=== What the exercise asks ===
Below are entries. Reproduce exactly the lines between the line holding "let Some(&(last_index, _))" and the line holding "ctx.storage.set_queue_depth(batch.len() as u64)?;", inclusive, and only those.

***** Supplied material

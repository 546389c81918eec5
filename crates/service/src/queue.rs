//! Queue processor: drains pending ledger-log entries in bounded batches.
//!
//! Processing is two-phase. The reservation phase walks the batch in order
//! and removes each entry's inputs from the inventory before any settlement
//! work starts, so no two entries in a batch can share an outpoint. The
//! settlement phase then fans out concurrently. Successes are recorded
//! per entry; the cursor only advances when the whole batch succeeded, so a
//! failed entry is retried with the next batch.

use std::{sync::Arc, time::Duration};

use futures::future::join_all;
use tapbridge_btcio::{select_inputs, BuildError, DUST_THRESHOLD};
use tapbridge_primitives::{LogEntry, UtxoEntry};
use tracing::{debug, warn};

use crate::{
    context::ServiceContext,
    errors::ServiceError,
    keys::KeyMaterial,
    settle::{settle_entry, Reservation},
};

/// Upper bound on entries dispatched per tick.
const QUEUE_BATCH_MAX: usize = 20;

/// Backlog size beyond which the busy flag is raised.
const BUSY_BACKLOG: u64 = 200;

/// Upper bound on inputs a single settlement may consume.
const MAX_INPUTS_PER_ENTRY: usize = 10;

const QUEUE_POLL: Duration = Duration::from_secs(1);

/// Runs one queue tick. The tick is single-flight: while a previous batch
/// still has settlements outstanding, the tick backs off without touching
/// anything.
pub async fn queue_tick(ctx: &ServiceContext) -> Duration {
    match ctx.storage.queue_depth() {
        Ok(0) => {}
        Ok(depth) => {
            debug!(depth, "queue batch still in flight");
            return QUEUE_POLL;
        }
        Err(err) => {
            let _ = ctx.storage.record_queue_debug(&err.to_string());
            return QUEUE_POLL;
        }
    }

    let result = run_queue_tick(ctx).await;
    // the in-flight guard drops in every path, including failures
    let _ = ctx.storage.set_queue_depth(0);
    if let Err(err) = result {
        warn!(err = %err, "queue tick failed");
        let _ = ctx.storage.record_queue_debug(&err.to_string());
    }
    QUEUE_POLL
}

async fn run_queue_tick(ctx: &ServiceContext) -> Result<(), ServiceError> {
    let cursor = ctx.storage.queue_cursor()?;
    let count = ctx.storage.log_count()?;
    ctx.storage.set_busy(count.saturating_sub(cursor) > BUSY_BACKLOG)?;

    let mut batch: Vec<(u64, LogEntry)> = Vec::new();
    for index in cursor..count {
        if batch.len() + 1 >= QUEUE_BATCH_MAX {
            break;
        }
        let Some(entry) = ctx.storage.log(index)? else {
            continue;
        };
        if !entry.is_transactable() {
            continue;
        }
        batch.push((index, entry));
    }

    let Some(&(last_index, _)) = batch.last() else {
        // nothing pending below `count`; skip the cursor past it
        ctx.storage.set_queue_cursor(count)?;
        return Ok(());
    };

    let keys = ctx
        .keys
        .ensure(ctx.signer.as_ref(), ctx.key_id(), ctx.config.network)
        .await?;

    ctx.storage.set_queue_depth(batch.len() as u64)?;

    let mut reservations = Vec::with_capacity(batch.len());
    for (index, entry) in batch {
        let inputs = reserve_inputs(ctx, &keys, index, &entry).await?;
        reservations.push(Reservation { index, entry, inputs });
    }

    debug!(batch = reservations.len(), "dispatching settlements");
    let results = join_all(
        reservations
            .into_iter()
            .map(|reservation| settle_entry(ctx, &keys, reservation)),
    )
    .await;

    let mut failures = 0usize;
    for result in results {
        match result {
            Ok(settlement) => {
                ctx.storage.set_processed(settlement.index, settlement.receipt)?;
            }
            Err(err) => {
                failures += 1;
                warn!(err = %err, "settlement failed");
                let _ = ctx.storage.record_queue_debug(&err.to_string());
            }
        }
    }

    // a partial batch keeps retrying until operators resolve the failures
    if failures == 0 {
        ctx.storage.set_queue_cursor(last_index + 1)?;
    }
    Ok(())
}

/// Reserves payout inputs for one entry: selects from the inventory and
/// removes the selection before returning, so later entries and later
/// batches cannot see the same outpoints. Entries whose postage or fee is
/// below the dust threshold settle without a transaction and reserve
/// nothing.
async fn reserve_inputs(
    ctx: &ServiceContext,
    keys: &KeyMaterial,
    index: u64,
    entry: &LogEntry,
) -> Result<Vec<UtxoEntry>, ServiceError> {
    if entry.amount_sats < DUST_THRESHOLD || entry.fee_sats < DUST_THRESHOLD {
        return Ok(Vec::new());
    }

    let available = ctx.inventory.entries()?;
    let selected = match select_inputs(&available, entry.amount_sats, entry.fee_sats, None) {
        Ok((selected, _)) => selected,
        Err(BuildError::InsufficientBalance { .. }) => {
            // the chain may know outputs the inventory lost track of
            replenish_inventory(ctx, keys).await?;
            let available = ctx.inventory.entries()?;
            select_inputs(&available, entry.amount_sats, entry.fee_sats, None)
                .map(|(selected, _)| selected)?
        }
        Err(err) => return Err(err.into()),
    };

    if selected.len() > MAX_INPUTS_PER_ENTRY {
        return Err(ServiceError::TooManyInputs {
            index,
            inputs: selected.len(),
        });
    }

    for input in &selected {
        ctx.inventory.remove(&input.txid, input.vout)?;
    }
    Ok(selected)
}

/// Refills the inventory from the oracle's view of the service address,
/// skipping outpoints already present.
async fn replenish_inventory(
    ctx: &ServiceContext,
    keys: &KeyMaterial,
) -> Result<(), ServiceError> {
    let address = keys.address.to_string();
    let fresh = ctx.oracle.spendable_utxos(&address).await?;
    let mut added = 0usize;
    for utxo in fresh {
        if ctx.inventory.contains(&utxo.txid, utxo.vout)? {
            continue;
        }
        ctx.inventory.add(utxo)?;
        added += 1;
    }
    debug!(added, "inventory replenished from chain");
    Ok(())
}

/// Worker loop around [`queue_tick`].
pub async fn run_queue_worker(ctx: Arc<ServiceContext>) {
    loop {
        let delay = queue_tick(&ctx).await;
        tokio::time::sleep(delay).await;
    }
}
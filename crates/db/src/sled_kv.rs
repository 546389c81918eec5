use crate::{
    errors::{DbError, DbResult},
    kv::KvStore,
};

/// Sled-backed [`KvStore`]. One tree holds the whole bridge state.
#[derive(Debug, Clone)]
pub struct SledKvStore {
    tree: sled::Tree,
}

impl SledKvStore {
    pub fn new(tree: sled::Tree) -> Self {
        Self { tree }
    }
}

impl KvStore for SledKvStore {
    fn get(&self, key: &str) -> DbResult<Option<String>> {
        match self.tree.get(key)? {
            Some(raw) => String::from_utf8(raw.to_vec())
                .map(Some)
                .map_err(|_| DbError::NotUtf8(key.to_string())),
            None => Ok(None),
        }
    }

    fn put(&self, key: &str, value: &str) -> DbResult<()> {
        self.tree.insert(key, value.as_bytes())?;
        Ok(())
    }

    fn delete(&self, key: &str) -> DbResult<()> {
        self.tree.remove(key)?;
        Ok(())
    }

    fn contains(&self, key: &str) -> DbResult<bool> {
        Ok(self.tree.contains_key(key)?)
    }
}
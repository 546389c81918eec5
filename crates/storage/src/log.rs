//! Ledger-log operations and secondary indices.

use sha2::{Digest, Sha256};
use tapbridge_db::{DbResult, KvStoreExt};
use tapbridge_primitives::{LogEntry, SettlementReceipt, UtxoEntry};

use crate::{keys, BridgeStorage};

impl BridgeStorage {
    /// Number of entries in the ledger log. Indices `0..log_count` are
    /// populated and immutable once written.
    pub fn log_count(&self) -> DbResult<u64> {
        Ok(self.kv().get_json(keys::LOG_COUNT)?.unwrap_or(0))
    }

    /// Appends a log entry at the next index, recording its content-hash
    /// reference. First-writer-wins: if the slot is somehow occupied the
    /// append is refused and `None` is returned.
    pub fn append_log(&self, entry: &LogEntry) -> DbResult<Option<u64>> {
        let index = self.log_count()?;
        let key = keys::log_key(index);
        if self.kv().contains(&key)? {
            return Ok(None);
        }

        let raw = serde_json::to_string(entry).map_err(|source| tapbridge_db::DbError::Codec {
            key: key.clone(),
            source,
        })?;
        let hash = hex::encode(Sha256::digest(raw.as_bytes()));

        self.kv().put(&key, &raw)?;
        self.kv().put_json(keys::LOG_COUNT, &(index + 1))?;

        let href = keys::hash_ref_key(&hash);
        if !self.kv().contains(&href)? {
            self.kv().put_json(&href, &index)?;
        }

        Ok(Some(index))
    }

    /// Records the deposit-reference index for an appended entry,
    /// first-writer-wins.
    pub fn add_utxo_ref(&self, outpoint: &str, index: u64) -> DbResult<()> {
        let key = keys::utxo_ref_key(outpoint);
        if !self.kv().contains(&key)? {
            self.kv().put_json(&key, &index)?;
        }
        Ok(())
    }

    pub fn log(&self, index: u64) -> DbResult<Option<LogEntry>> {
        self.kv().get_json(&keys::log_key(index))
    }

    /// Reads up to `max` entries starting at `offset`.
    pub fn logs(&self, offset: u64, max: u64) -> DbResult<Vec<LogEntry>> {
        let count = self.log_count()?;
        let end = offset.saturating_add(max).min(count);
        let mut out = Vec::new();
        for index in offset..end {
            if let Some(entry) = self.log(index)? {
                out.push(entry);
            }
        }
        Ok(out)
    }

    /// Looks an entry up through the deposit-reference index.
    pub fn log_by_utxo(&self, outpoint: &str) -> DbResult<Option<(u64, LogEntry)>> {
        let Some(index) = self.kv().get_json::<u64>(&keys::utxo_ref_key(outpoint))? else {
            return Ok(None);
        };
        Ok(self.log(index)?.map(|entry| (index, entry)))
    }

    /// Looks an entry up through the content-hash index.
    pub fn log_by_hash(&self, hash_hex: &str) -> DbResult<Option<(u64, LogEntry)>> {
        let Some(index) = self.kv().get_json::<u64>(&keys::hash_ref_key(hash_hex))? else {
            return Ok(None);
        };
        Ok(self.log(index)?.map(|entry| (index, entry)))
    }

    /// Marks an entry processed and records its settlement receipt. Returns
    /// `false` without writing if the entry is already processed (or
    /// absent), keeping the flag monotone and the receipt write-once.
    pub fn set_processed(&self, index: u64, receipt: SettlementReceipt) -> DbResult<bool> {
        let Some(mut entry) = self.log(index)? else {
            return Ok(false);
        };
        if entry.processed {
            return Ok(false);
        }
        entry.processed = true;
        entry.result = Some(receipt);
        self.kv().put_json(&keys::log_key(index), &entry)?;
        Ok(true)
    }

    /// Whether the deposit at `outpoint` already produced a log entry.
    pub fn is_utxo_consumed(&self, outpoint: &str) -> DbResult<bool> {
        self.kv().contains(&keys::consumed_utxo_key(outpoint))
    }

    pub fn mark_utxo_consumed(&self, outpoint: &str) -> DbResult<()> {
        self.kv().put(&keys::consumed_utxo_key(outpoint), "")
    }

    /// Per-block interpreter idempotency mark.
    pub fn is_block_processed(&self, height: u64) -> DbResult<bool> {
        self.kv().contains(&keys::block_mark_key(height))
    }

    pub fn mark_block_processed(&self, height: u64) -> DbResult<()> {
        self.kv().put(&keys::block_mark_key(height), "")
    }

    /// Cached decimals for a deployed ticker, if we have seen it.
    pub fn ticker_decimals(&self, tick: &str) -> DbResult<Option<u8>> {
        self.kv().get_json(&keys::ticker_key(tick))
    }

    pub fn put_ticker_decimals(&self, tick: &str, decimals: u8) -> DbResult<()> {
        self.kv().put_json(&keys::ticker_key(tick), &decimals)
    }

    // Raw persistence for the UTXO inventory. The ordering/cap/accounting
    // rules live in the btcio inventory on top of these.

    pub fn utxo_set(&self) -> DbResult<Vec<UtxoEntry>> {
        Ok(self.kv().get_json(keys::UTXO_SET)?.unwrap_or_default())
    }

    pub fn put_utxo_set(&self, set: &[UtxoEntry]) -> DbResult<()> {
        self.kv().put_json(keys::UTXO_SET, &set)
    }

    pub fn utxo_total(&self) -> DbResult<u64> {
        Ok(self.kv().get_json(keys::UTXO_TOTAL)?.unwrap_or(0))
    }

    pub fn put_utxo_total(&self, total: u64) -> DbResult<()> {
        self.kv().put_json(keys::UTXO_TOTAL, &total)
    }

    pub fn utxo_position(&self, outpoint: &str) -> DbResult<Option<u64>> {
        self.kv().get_json(&keys::utxo_index_key(outpoint))
    }

    pub fn put_utxo_position(&self, outpoint: &str, position: u64) -> DbResult<()> {
        self.kv().put_json(&keys::utxo_index_key(outpoint), &position)
    }

    pub fn clear_utxo_position(&self, outpoint: &str) -> DbResult<()> {
        self.kv().delete(&keys::utxo_index_key(outpoint))
    }
}

#[cfg(test)]
mod tests {
    use std::sync::Arc;

    use tapbridge_db::MemKvStore;
    use tapbridge_primitives::{LogEntry, LogEntryKind, SettlementReceipt};

    use super::*;

    fn setup_storage() -> BridgeStorage {
        BridgeStorage::new(Arc::new(MemKvStore::new()))
    }

    fn refund_entry(outpoint: &str) -> LogEntry {
        LogEntry {
            kind: LogEntryKind::RefundSettlement,
            address: "bcrt1q6u6qyya3sryhh42lahtnz2m7zuufe7dlt8j0j5".to_string(),
            amount_sats: 49000,
            fee_sats: 1000,
            block_height: 100,
            utxo: outpoint.to_string(),
            inscription_id: "abc123i0".to_string(),
            processed: false,
            result: None,
        }
    }

    #[test]
    fn append_assigns_sequential_indices() {
        let storage = setup_storage();
        assert_eq!(storage.log_count().unwrap(), 0);

        let a = storage.append_log(&refund_entry("aa:0")).unwrap();
        let b = storage.append_log(&refund_entry("bb:0")).unwrap();
        assert_eq!(a, Some(0));
        assert_eq!(b, Some(1));
        assert_eq!(storage.log_count().unwrap(), 2);
        assert_eq!(storage.log(0).unwrap().unwrap().utxo, "aa:0");
        assert_eq!(storage.log(1).unwrap().unwrap().utxo, "bb:0");
        assert_eq!(storage.log(2).unwrap(), None);
    }

    #[test]
    fn utxo_ref_is_first_writer_wins() {
        let storage = setup_storage();
        storage.append_log(&refund_entry("aa:0")).unwrap();
        storage.append_log(&refund_entry("bb:0")).unwrap();

        storage.add_utxo_ref("aa:0", 0).unwrap();
        storage.add_utxo_ref("aa:0", 1).unwrap();

        let (index, entry) = storage.log_by_utxo("aa:0").unwrap().unwrap();
        assert_eq!(index, 0);
        assert_eq!(entry.utxo, "aa:0");
        assert_eq!(storage.log_by_utxo("cc:0").unwrap(), None);
    }

    #[test]
    fn hash_ref_resolves_appended_entry() {
        let storage = setup_storage();
        let entry = refund_entry("aa:0");
        storage.append_log(&entry).unwrap();

        let raw = serde_json::to_string(&entry).unwrap();
        let hash = hex::encode(sha2::Sha256::digest(raw.as_bytes()));
        let (index, found) = storage.log_by_hash(&hash).unwrap().unwrap();
        assert_eq!(index, 0);
        assert_eq!(found, entry);
    }

    #[test]
    fn processed_flag_is_monotone() {
        let storage = setup_storage();
        storage.append_log(&refund_entry("aa:0")).unwrap();

        let receipt = SettlementReceipt {
            redeem: None,
            tx: Some("beef".to_string()),
        };
        assert!(storage.set_processed(0, receipt.clone()).unwrap());
        let entry = storage.log(0).unwrap().unwrap();
        assert!(entry.processed);
        assert_eq!(entry.result, Some(receipt));

        // second completion attempt is refused and does not clobber
        let other = SettlementReceipt {
            redeem: Some("other".to_string()),
            tx: None,
        };
        assert!(!storage.set_processed(0, other).unwrap());
        let entry = storage.log(0).unwrap().unwrap();
        assert_eq!(entry.result.unwrap().tx.as_deref(), Some("beef"));

        // absent index
        assert!(!storage.set_processed(9, SettlementReceipt::default()).unwrap());
    }

    #[test]
    fn logs_range_is_bounded() {
        let storage = setup_storage();
        for i in 0..5 {
            storage.append_log(&refund_entry(&format!("aa:{i}"))).unwrap();
        }
        assert_eq!(storage.logs(1, 2).unwrap().len(), 2);
        assert_eq!(storage.logs(3, 10).unwrap().len(), 2);
        assert_eq!(storage.logs(9, 10).unwrap().len(), 0);
    }

    #[test]
    fn consumed_and_block_marks() {
        let storage = setup_storage();
        assert!(!storage.is_utxo_consumed("aa:0").unwrap());
        storage.mark_utxo_consumed("aa:0").unwrap();
        assert!(storage.is_utxo_consumed("aa:0").unwrap());

        assert!(!storage.is_block_processed(100).unwrap());
        storage.mark_block_processed(100).unwrap();
        assert!(storage.is_block_processed(100).unwrap());
    }
}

**********

=== Completed task ===
    let Some(&(last_index, _)) = batch.last() else {
        // nothing pending below `count`; skip the cursor past it
        ctx.storage.set_queue_cursor(count)?;
        return Ok(());
    };

    let keys = ctx
        .keys
        .ensure(ctx.signer.as_ref(), ctx.key_id(), ctx.config.network)
        .await?;

    ctx.storage.set_queue_depth(batch.len() as u64)?;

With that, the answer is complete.